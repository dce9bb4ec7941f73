// Copyright 2025 Adobe. All rights reserved.
// This file is licensed to you under the Apache License,
// Version 2.0 (http://www.apache.org/licenses/LICENSE-2.0)
// or the MIT license (http://opensource.org/licenses/MIT),
// at your option.

// Unless required by applicable law or agreed to in writing,
// this software is distributed on an "AS IS" BASIS, WITHOUT
// WARRANTIES OR REPRESENTATIONS OF ANY KIND, either express or
// implied. See the LICENSE-MIT and LICENSE-APACHE files for the
// specific language governing permissions and limitations under
// each license.

use std::str::FromStr;

use super::SAMPLE_DATA;
use crate::raw_signature::{
    rust_native::validators::RsaLegacyValidator, CryptoProvider, ProviderUnavailable,
    RawSignatureValidationError, RawSignatureValidator, SignatureAlgorithm, UnknownProviderError,
    ValidatorRegistry,
};

struct AlwaysFails;

impl RawSignatureValidator for AlwaysFails {
    fn validate(
        &self,
        _sig: &[u8],
        _data: &[u8],
        _public_key: &[u8],
    ) -> Result<(), RawSignatureValidationError> {
        Err(RawSignatureValidationError::SignatureMismatch)
    }
}

#[test]
fn rust_native_algorithms() {
    let registry = ValidatorRegistry::rust_native();

    assert_eq!(registry.name(), "rust_native");
    assert_eq!(
        registry.algorithms().collect::<Vec<_>>(),
        SignatureAlgorithm::ALL[2..].to_vec()
    );
    assert!(!registry.supports(SignatureAlgorithm::Md2WithRsa));
    assert!(!registry.supports(SignatureAlgorithm::Md5WithRsa));
    assert!(registry.supports(SignatureAlgorithm::Ps512));
}

#[test]
fn empty_registry() {
    let registry = ValidatorRegistry::empty("nothing");

    assert_eq!(registry.name(), "nothing");
    assert_eq!(registry.algorithms().count(), 0);
    assert!(registry.get(SignatureAlgorithm::Sha256WithRsa).is_none());
}

#[test]
fn register_and_remove() {
    let mut registry = ValidatorRegistry::empty("custom");

    assert!(registry
        .register(
            SignatureAlgorithm::Sha256WithRsa,
            Box::new(RsaLegacyValidator::Rsa256)
        )
        .is_none());
    assert!(registry.supports(SignatureAlgorithm::Sha256WithRsa));

    let signature = include_bytes!("../fixtures/raw_signature/rs256.raw_sig");
    let pub_key = include_bytes!("../fixtures/raw_signature/rsa.pub_key");

    registry
        .get(SignatureAlgorithm::Sha256WithRsa)
        .unwrap()
        .validate(signature, SAMPLE_DATA, pub_key)
        .unwrap();

    let replaced = registry.register(SignatureAlgorithm::Sha256WithRsa, Box::new(AlwaysFails));
    assert!(replaced.is_some());

    assert_eq!(
        registry
            .get(SignatureAlgorithm::Sha256WithRsa)
            .unwrap()
            .validate(signature, SAMPLE_DATA, pub_key)
            .unwrap_err(),
        RawSignatureValidationError::SignatureMismatch
    );

    assert!(registry.remove(SignatureAlgorithm::Sha256WithRsa).is_some());
    assert!(registry.remove(SignatureAlgorithm::Sha256WithRsa).is_none());
    assert!(!registry.supports(SignatureAlgorithm::Sha256WithRsa));
}

#[test]
fn debug_lists_algorithms() {
    let mut registry = ValidatorRegistry::empty("custom");
    registry.register(SignatureAlgorithm::Ed25519, Box::new(AlwaysFails));

    assert_eq!(
        format!("{registry:?}"),
        "ValidatorRegistry { name: \"custom\", algorithms: [Ed25519] }"
    );
}

#[test]
fn registry_is_send_and_sync() {
    fn assert_send_sync<T: Send + Sync>() {}
    assert_send_sync::<ValidatorRegistry>();
}

#[test]
fn provider_names() {
    assert_eq!(
        CryptoProvider::from_str("rust_native"),
        Ok(CryptoProvider::RustNative)
    );
    assert_eq!(CryptoProvider::from_str("openssl"), Ok(CryptoProvider::OpenSsl));
    assert_eq!(
        CryptoProvider::from_str("boringssl"),
        Err(UnknownProviderError("boringssl".to_owned()))
    );

    for provider in CryptoProvider::ALL {
        assert_eq!(CryptoProvider::from_str(&provider.to_string()), Ok(provider));
    }

    assert_eq!(CryptoProvider::default(), CryptoProvider::RustNative);
}

#[test]
fn provider_serde() {
    let provider: CryptoProvider = serde_json::from_str("\"openssl\"").unwrap();
    assert_eq!(provider, CryptoProvider::OpenSsl);

    assert_eq!(
        serde_json::to_string(&CryptoProvider::RustNative).unwrap(),
        "\"rust_native\""
    );
}

#[test]
fn for_provider_rust_native() {
    assert!(CryptoProvider::RustNative.is_available());

    let registry = ValidatorRegistry::for_provider(CryptoProvider::RustNative).unwrap();
    assert_eq!(registry.name(), "rust_native");
}

#[cfg(not(feature = "openssl"))]
#[test]
fn openssl_unavailable() {
    assert!(!CryptoProvider::OpenSsl.is_available());
    assert_eq!(
        ValidatorRegistry::for_provider(CryptoProvider::OpenSsl).unwrap_err(),
        ProviderUnavailable(CryptoProvider::OpenSsl)
    );
}

#[cfg(feature = "openssl")]
#[test]
fn openssl_available() {
    assert!(CryptoProvider::OpenSsl.is_available());

    let registry = ValidatorRegistry::for_provider(CryptoProvider::OpenSsl).unwrap();
    assert_eq!(registry.name(), "openssl");
    assert!(registry.supports(SignatureAlgorithm::Md5WithRsa));
    assert!(!registry.supports(SignatureAlgorithm::Md2WithRsa));
    assert_eq!(registry.algorithms().count(), 12);
}

#[test]
fn unavailable_message() {
    assert_eq!(
        ProviderUnavailable(CryptoProvider::OpenSsl).to_string(),
        "crypto provider openssl is not available in this build"
    );
}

EXERCISE REQUIREMENTS: Copy the data. Make sure every line matches exactly.

RESULT OF THE EXERCISE:
repository dce9bb4ec7941f73
// Copyright 2025 Adobe. All rights reserved.
// This file is licensed to you under the Apache License,
// Version 2.0 (http://www.apache.org/licenses/LICENSE-2.0)
// or the MIT license (http://opensource.org/licenses/MIT),
// at your option.

// Unless required by applicable law or agreed to in writing,
// this software is distributed on an "AS IS" BASIS, WITHOUT
// WARRANTIES OR REPRESENTATIONS OF ANY KIND, either express or
// implied. See the LICENSE-MIT and LICENSE-APACHE files for the
// specific language governing permissions and limitations under
// each license.

use std::str::FromStr;

use super::SAMPLE_DATA;
use crate::raw_signature::{
    rust_native::validators::RsaLegacyValidator, CryptoProvider, ProviderUnavailable,
    RawSignatureValidationError, RawSignatureValidator, SignatureAlgorithm, UnknownProviderError,
    ValidatorRegistry,
};

struct AlwaysFails;

impl RawSignatureValidator for AlwaysFails {
    fn validate(
        &self,
        _sig: &[u8],
        _data: &[u8],
        _public_key: &[u8],
    ) -> Result<(), RawSignatureValidationError> {
        Err(RawSignatureValidationError::SignatureMismatch)
    }
}

#[test]
fn rust_native_algorithms() {
    let registry = ValidatorRegistry::rust_native();

    assert_eq!(registry.name(), "rust_native");
    assert_eq!(
        registry.algorithms().collect::<Vec<_>>(),
        SignatureAlgorithm::ALL[2..].to_vec()
    );
    assert!(!registry.supports(SignatureAlgorithm::Md2WithRsa));
    assert!(!registry.supports(SignatureAlgorithm::Md5WithRsa));
    assert!(registry.supports(SignatureAlgorithm::Ps512));
}

#[test]
fn empty_registry() {
    let registry = ValidatorRegistry::empty("nothing");

    assert_eq!(registry.name(), "nothing");
    assert_eq!(registry.algorithms().count(), 0);
    assert!(registry.get(SignatureAlgorithm::Sha256WithRsa).is_none());
}

#[test]
fn register_and_remove() {
    let mut registry = ValidatorRegistry::empty("custom");

    assert!(registry
        .register(
            SignatureAlgorithm::Sha256WithRsa,
            Box::new(RsaLegacyValidator::Rsa256)
        )
        .is_none());
    assert!(registry.supports(SignatureAlgorithm::Sha256WithRsa));

    let signature = include_bytes!("../fixtures/raw_signature/rs256.raw_sig");
    let pub_key = include_bytes!("../fixtures/raw_signature/rsa.pub_key");

    registry
        .get(SignatureAlgorithm::Sha256WithRsa)
        .unwrap()
        .validate(signature, SAMPLE_DATA, pub_key)
        .unwrap();

    let replaced = registry.register(SignatureAlgorithm::Sha256WithRsa, Box::new(AlwaysFails));
    assert!(replaced.is_some());

    assert_eq!(
        registry
            .get(SignatureAlgorithm::Sha256WithRsa)
            .unwrap()
            .validate(signature, SAMPLE_DATA, pub_key)
            .unwrap_err(),
        RawSignatureValidationError::SignatureMismatch
    );

    assert!(registry.remove(SignatureAlgorithm::Sha256WithRsa).is_some());
    assert!(registry.remove(SignatureAlgorithm::Sha256WithRsa).is_none());
    assert!(!registry.supports(SignatureAlgorithm::Sha256WithRsa));
}

#[test]
fn debug_lists_algorithms() {
    let mut registry = ValidatorRegistry::empty("custom");
    registry.register(SignatureAlgorithm::Ed25519, Box::new(AlwaysFails));

    assert_eq!(
        format!("{registry:?}"),
        "ValidatorRegistry { name: \"custom\", algorithms: [Ed25519] }"
    );
}

#[test]
fn registry_is_send_and_sync() {
    fn assert_send_sync<T: Send + Sync>() {}
    assert_send_sync::<ValidatorRegistry>();
}

#[test]
fn provider_names() {
    assert_eq!(
        CryptoProvider::from_str("rust_native"),
        Ok(CryptoProvider::RustNative)
    );
    assert_eq!(CryptoProvider::from_str("openssl"), Ok(CryptoProvider::OpenSsl));
    assert_eq!(
        CryptoProvider::from_str("boringssl"),
        Err(UnknownProviderError("boringssl".to_owned()))
    );

    for provider in CryptoProvider::ALL {
        assert_eq!(CryptoProvider::from_str(&provider.to_string()), Ok(provider));
    }

    assert_eq!(CryptoProvider::default(), CryptoProvider::RustNative);
}

#[test]
fn provider_serde() {
    let provider: CryptoProvider = serde_json::from_str("\"openssl\"").unwrap();
    assert_eq!(provider, CryptoProvider::OpenSsl);

    assert_eq!(
        serde_json::to_string(&CryptoProvider::RustNative).unwrap(),
        "\"rust_native\""
    );
}

#[test]
fn for_provider_rust_native() {
    assert!(CryptoProvider::RustNative.is_available());

    let registry = ValidatorRegistry::for_provider(CryptoProvider::RustNative).unwrap();
    assert_eq!(registry.name(), "rust_native");
}

#[cfg(not(feature = "openssl"))]
#[test]
fn openssl_unavailable() {
    assert!(!CryptoProvider::OpenSsl.is_available());
    assert_eq!(
        ValidatorRegistry::for_provider(CryptoProvider::OpenSsl).unwrap_err(),
        ProviderUnavailable(CryptoProvider::OpenSsl)
    );
}

#[cfg(feature = "openssl")]
#[test]
fn openssl_available() {
    assert!(CryptoProvider::OpenSsl.is_available());

    let registry = ValidatorRegistry::for_provider(CryptoProvider::OpenSsl).unwrap();
    assert_eq!(registry.name(), "openssl");
    assert!(registry.supports(SignatureAlgorithm::Md5WithRsa));
    assert!(!registry.supports(SignatureAlgorithm::Md2WithRsa));
    assert_eq!(registry.algorithms().count(), 12);
}

#[test]
fn unavailable_message() {
    assert_eq!(
        ProviderUnavailable(CryptoProvider::OpenSsl).to_string(),
        "crypto provider openssl is not available in this build"
    );
}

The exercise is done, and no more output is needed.